Read through the data and count the lines that contain the string "FsWrite"; give only the result.

= Information given =
::::::::::

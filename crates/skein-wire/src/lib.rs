#![deny(unsafe_code)]

//! Wire-level types for the skein bridge protocol.
//!
//! One bridge channel carries three kinds of traffic: correlated requests,
//! their responses, and unsolicited events pushed by the native side. The
//! [`Message`] enum is the whole vocabulary; everything else here is the
//! named-field records those variants carry.
//!
//! Variant order is wire-significant (postcard enum discriminants) — never
//! reorder variants, only append.

use facet::Facet;

/// Identifier for one live handle (socket, server, datagram endpoint, file).
///
/// Drawn from a cryptographically strong random source at handle creation,
/// not sequentially: concurrently created handles must not collide, and ids
/// must not be predictable across process restarts. The native side uses
/// this as the demultiplexing key for events.
#[derive(Debug, Clone, Copy, PartialEq, Eq, Hash, Default, Facet)]
#[repr(transparent)]
pub struct HandleId(pub u64);

impl HandleId {
    /// Draw a fresh random identifier.
    pub fn fresh() -> Self {
        Self(rand::random::<u64>())
    }

    /// Get the raw u64 value.
    pub const fn raw(self) -> u64 {
        self.0
    }
}

impl From<u64> for HandleId {
    fn from(id: u64) -> Self {
        Self(id)
    }
}

impl From<HandleId> for u64 {
    fn from(id: HandleId) -> Self {
        id.0
    }
}

impl std::fmt::Display for HandleId {
    fn fmt(&self, f: &mut std::fmt::Formatter<'_>) -> std::fmt::Result {
        write!(f, "handle:{:016x}", self.0)
    }
}

/// Identifier pairing an outbound request with its eventual response.
///
/// Unique among in-flight requests on one bridge; allocated from a
/// monotonically increasing counter starting at 1.
#[derive(Debug, Clone, Copy, PartialEq, Eq, Hash, Default, Facet)]
#[repr(transparent)]
pub struct RequestId(pub u64);

impl RequestId {
    /// Create a new request ID.
    pub const fn new(id: u64) -> Self {
        Self(id)
    }

    /// Get the raw u64 value.
    pub const fn raw(self) -> u64 {
        self.0
    }
}

impl std::fmt::Display for RequestId {
    fn fmt(&self, f: &mut std::fmt::Formatter<'_>) -> std::fmt::Result {
        write!(f, "req:{}", self.0)
    }
}

/// Address family of a resolved name.
#[repr(u8)]
#[derive(Debug, Clone, Copy, PartialEq, Eq, Facet)]
pub enum IpFamily {
    V4 = 0,
    V6 = 1,
}

impl std::fmt::Display for IpFamily {
    fn fmt(&self, f: &mut std::fmt::Formatter<'_>) -> std::fmt::Result {
        match self {
            IpFamily::V4 => write!(f, "IPv4"),
            IpFamily::V6 => write!(f, "IPv6"),
        }
    }
}

/// A resolved (address, port, family) triple for one side of a handle.
#[derive(Debug, Clone, PartialEq, Eq, Facet)]
pub struct Name {
    pub address: String,
    pub port: u16,
    pub family: IpFamily,
}

/// Error category reported by the native side of the bridge.
#[repr(u8)]
#[derive(Debug, Clone, Copy, PartialEq, Eq, Facet)]
pub enum FaultCode {
    AddressInUse = 0,
    ConnectionRefused = 1,
    ConnectionReset = 2,
    BrokenPipe = 3,
    NotFound = 4,
    PermissionDenied = 5,
    Unsupported = 6,
    Resolution = 7,
    Internal = 8,
}

impl std::fmt::Display for FaultCode {
    fn fmt(&self, f: &mut std::fmt::Formatter<'_>) -> std::fmt::Result {
        let s = match self {
            FaultCode::AddressInUse => "address in use",
            FaultCode::ConnectionRefused => "connection refused",
            FaultCode::ConnectionReset => "connection reset",
            FaultCode::BrokenPipe => "broken pipe",
            FaultCode::NotFound => "not found",
            FaultCode::PermissionDenied => "permission denied",
            FaultCode::Unsupported => "not supported",
            FaultCode::Resolution => "resolution failed",
            FaultCode::Internal => "internal error",
        };
        f.write_str(s)
    }
}

/// A native-side failure for one request.
#[derive(Debug, Clone, PartialEq, Eq, Facet)]
pub struct Fault {
    pub code: FaultCode,
    pub message: String,
}

impl Fault {
    pub fn new(code: FaultCode, message: impl Into<String>) -> Self {
        Self {
            code,
            message: message.into(),
        }
    }
}

impl std::fmt::Display for Fault {
    fn fmt(&self, f: &mut std::fmt::Formatter<'_>) -> std::fmt::Result {
        if self.message.is_empty() {
            write!(f, "{}", self.code)
        } else {
            write!(f, "{}: {}", self.code, self.message)
        }
    }
}

impl std::error::Error for Fault {}

/// One bridge operation with its named parameters.
///
/// Each variant is a method of the native contract; the native side answers
/// every request with exactly one [`Message::Response`]. Handles appear as
/// raw u64 ids here so the wire layer stays free of handle-object concerns.
#[repr(u8)]
#[derive(Debug, Clone, PartialEq, Eq, Facet)]
pub enum Method {
    // ------------------------------------------------------------------
    // Stream sockets
    // ------------------------------------------------------------------
    TcpConnect {
        handle: u64,
        port: u16,
        address: String,
    } = 0,
    TcpListen {
        handle: u64,
        port: u16,
        address: String,
    } = 1,
    TcpSend {
        handle: u64,
        data: Vec<u8>,
    } = 2,
    TcpReadStart {
        handle: u64,
    } = 3,
    TcpReadStop {
        handle: u64,
    } = 4,
    /// Graceful write-side shutdown (FIN equivalent).
    TcpShutdown {
        handle: u64,
    } = 5,
    TcpClose {
        handle: u64,
    } = 6,
    TcpSetNoDelay {
        handle: u64,
        enable: bool,
    } = 7,
    TcpSetKeepAlive {
        handle: u64,
        enable: bool,
    } = 8,
    TcpConnectionCount {
        handle: u64,
    } = 9,
    TcpLocalName {
        handle: u64,
    } = 10,
    TcpRemoteName {
        handle: u64,
    } = 11,

    // ------------------------------------------------------------------
    // Datagram endpoints
    // ------------------------------------------------------------------
    UdpBind {
        handle: u64,
        port: u16,
        address: String,
        reuse_addr: bool,
        ipv6_only: bool,
    } = 12,
    UdpConnect {
        handle: u64,
        port: u16,
        address: String,
    } = 13,
    UdpDisconnect {
        handle: u64,
    } = 14,
    /// `port`/`address` are absent on a connected endpoint (the association
    /// supplies the destination) and present otherwise.
    UdpSend {
        handle: u64,
        port: Option<u16>,
        address: Option<String>,
        data: Vec<u8>,
    } = 15,
    UdpReadStart {
        handle: u64,
    } = 16,
    UdpLocalName {
        handle: u64,
    } = 17,
    UdpPeerName {
        handle: u64,
    } = 18,
    UdpClose {
        handle: u64,
    } = 19,

    // ------------------------------------------------------------------
    // Files
    // ------------------------------------------------------------------
    FsOpen {
        handle: u64,
        path: String,
        flags: u32,
        mode: u32,
    } = 20,
    FsRead {
        handle: u64,
        len: u32,
        /// Absolute offset, or -1 to read at the current position.
        position: i64,
    } = 21,
    FsWrite {
        handle: u64,
        data: Vec<u8>,
        /// Absolute offset, or -1 to write at the current position.
        position: i64,
    } = 22,
    FsStat {
        handle: u64,
    } = 23,
    FsClose {
        handle: u64,
    } = 24,

    // ------------------------------------------------------------------
    // Host queries
    // ------------------------------------------------------------------
    NetworkInterfaces = 25,
    PlatformInfo = 26,
}

impl Method {
    /// The handle this operation acts on, if any.
    pub fn handle(&self) -> Option<HandleId> {
        use Method::*;
        match self {
            TcpConnect { handle, .. }
            | TcpListen { handle, .. }
            | TcpSend { handle, .. }
            | TcpReadStart { handle }
            | TcpReadStop { handle }
            | TcpShutdown { handle }
            | TcpClose { handle }
            | TcpSetNoDelay { handle, .. }
            | TcpSetKeepAlive { handle, .. }
            | TcpConnectionCount { handle }
            | TcpLocalName { handle }
            | TcpRemoteName { handle }
            | UdpBind { handle, .. }
            | UdpConnect { handle, .. }
            | UdpDisconnect { handle }
            | UdpSend { handle, .. }
            | UdpReadStart { handle }
            | UdpLocalName { handle }
            | UdpPeerName { handle }
            | UdpClose { handle }
            | FsOpen { handle, .. }
            | FsRead { handle, .. }
            | FsWrite { handle, .. }
            | FsStat { handle }
            | FsClose { handle } => Some(HandleId(*handle)),
            NetworkInterfaces | PlatformInfo => None,
        }
    }

    /// Method name as it appears in logs.
    pub fn name(&self) -> &'static str {
        use Method::*;
        match self {
            TcpConnect { .. } => "tcp-connect",
            TcpListen { .. } => "tcp-listen",
            TcpSend { .. } => "tcp-send",
            TcpReadStart { .. } => "tcp-read-start",
            TcpReadStop { .. } => "tcp-read-stop",
            TcpShutdown { .. } => "tcp-shutdown",
            TcpClose { .. } => "tcp-close",
            TcpSetNoDelay { .. } => "tcp-set-no-delay",
            TcpSetKeepAlive { .. } => "tcp-set-keep-alive",
            TcpConnectionCount { .. } => "tcp-connection-count",
            TcpLocalName { .. } => "tcp-local-name",
            TcpRemoteName { .. } => "tcp-remote-name",
            UdpBind { .. } => "udp-bind",
            UdpConnect { .. } => "udp-connect",
            UdpDisconnect { .. } => "udp-disconnect",
            UdpSend { .. } => "udp-send",
            UdpReadStart { .. } => "udp-read-start",
            UdpLocalName { .. } => "udp-local-name",
            UdpPeerName { .. } => "udp-peer-name",
            UdpClose { .. } => "udp-close",
            FsOpen { .. } => "fs-open",
            FsRead { .. } => "fs-read",
            FsWrite { .. } => "fs-write",
            FsStat { .. } => "fs-stat",
            FsClose { .. } => "fs-close",
            NetworkInterfaces => "network-interfaces",
            PlatformInfo => "platform-info",
        }
    }
}

/// Successful result record for one request.
#[repr(u8)]
#[derive(Debug, Clone, PartialEq, Eq, Facet)]
pub enum Reply {
    /// Acknowledged, no data.
    Done = 0,
    /// A resolved name (bound address, connected peer, sockname, peername).
    Name(Name) = 1,
    /// Bytes accepted for sending; `queue_depth` is the native write queue
    /// depth after acceptance, used for idle-timeout suppression.
    Sent {
        queue_depth: u32,
    } = 2,
    ConnectionCount {
        count: u32,
    } = 3,
    /// Bytes read from a file; `eof` marks end of file.
    Read {
        data: Vec<u8>,
        eof: bool,
    } = 4,
    Written {
        bytes: u32,
    } = 5,
    Stat {
        size: u64,
        mode: u32,
        modified_ms: u64,
        accessed_ms: u64,
        created_ms: u64,
    } = 6,
    /// Flat (interface name, address) pairs per family, shaped into
    /// interface records by the os layer.
    Interfaces {
        ipv4: Vec<(String, String)>,
        ipv6: Vec<(String, String)>,
    } = 7,
    Platform {
        os: String,
        arch: String,
        kind: String,
    } = 8,
}

/// Unsolicited event pushed by the native side for one handle.
///
/// Events carry no correlation id; the `source` field of
/// [`Message::Event`] routes them to the owning handle.
#[repr(u8)]
#[derive(Debug, Clone, PartialEq, Eq, Facet)]
pub enum Event {
    /// Bytes arrived on a stream socket. An empty payload signals
    /// end-of-stream (the peer closed its write side).
    Data {
        bytes: Vec<u8>,
    } = 0,
    /// A new inbound connection on a listening server. `handle` is the
    /// native-assigned id of the child socket.
    Connection {
        handle: u64,
        port: u16,
        address: String,
        family: IpFamily,
    } = 1,
    /// A datagram arrived on an endpoint.
    Message {
        bytes: Vec<u8>,
        port: u16,
        address: String,
        family: IpFamily,
    } = 2,
}

/// Protocol message.
///
/// Requests flow application → native, responses and events flow native →
/// application. A response answers exactly one request; events are
/// unsolicited and carry only a source handle id.
#[repr(u8)]
#[derive(Debug, Clone, PartialEq, Eq, Facet)]
pub enum Message {
    Request {
        request_id: u64,
        method: Method,
    } = 0,
    /// Exactly one of `fault` / `reply` is populated.
    Response {
        request_id: u64,
        fault: Option<Fault>,
        reply: Option<Reply>,
    } = 1,
    Event {
        source: u64,
        event: Event,
    } = 2,
}

impl Message {
    /// Build a success response.
    pub fn reply(request_id: u64, reply: Reply) -> Self {
        Message::Response {
            request_id,
            fault: None,
            reply: Some(reply),
        }
    }

    /// Build a failure response.
    pub fn fault(request_id: u64, fault: Fault) -> Self {
        Message::Response {
            request_id,
            fault: Some(fault),
            reply: None,
        }
    }
}

#[cfg(test)]
mod tests {
    use super::*;

    #[test]
    fn fresh_handle_ids_do_not_collide() {
        let a = HandleId::fresh();
        let b = HandleId::fresh();
        assert_ne!(a, b);
    }

    #[test]
    fn method_handle_extraction() {
        let m = Method::TcpSend {
            handle: 42,
            data: vec![1, 2, 3],
        };
        assert_eq!(m.handle(), Some(HandleId(42)));
        assert_eq!(Method::NetworkInterfaces.handle(), None);
    }

    #[test]
    fn fault_display_includes_code_and_message() {
        let f = Fault::new(FaultCode::AddressInUse, "0.0.0.0:80");
        assert_eq!(f.to_string(), "address in use: 0.0.0.0:80");

        let bare = Fault::new(FaultCode::ConnectionRefused, "");
        assert_eq!(bare.to_string(), "connection refused");
    }

    #[test]
    fn family_display_matches_convention() {
        assert_eq!(IpFamily::V4.to_string(), "IPv4");
        assert_eq!(IpFamily::V6.to_string(), "IPv6");
    }
}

::::::::::

= Result below =
3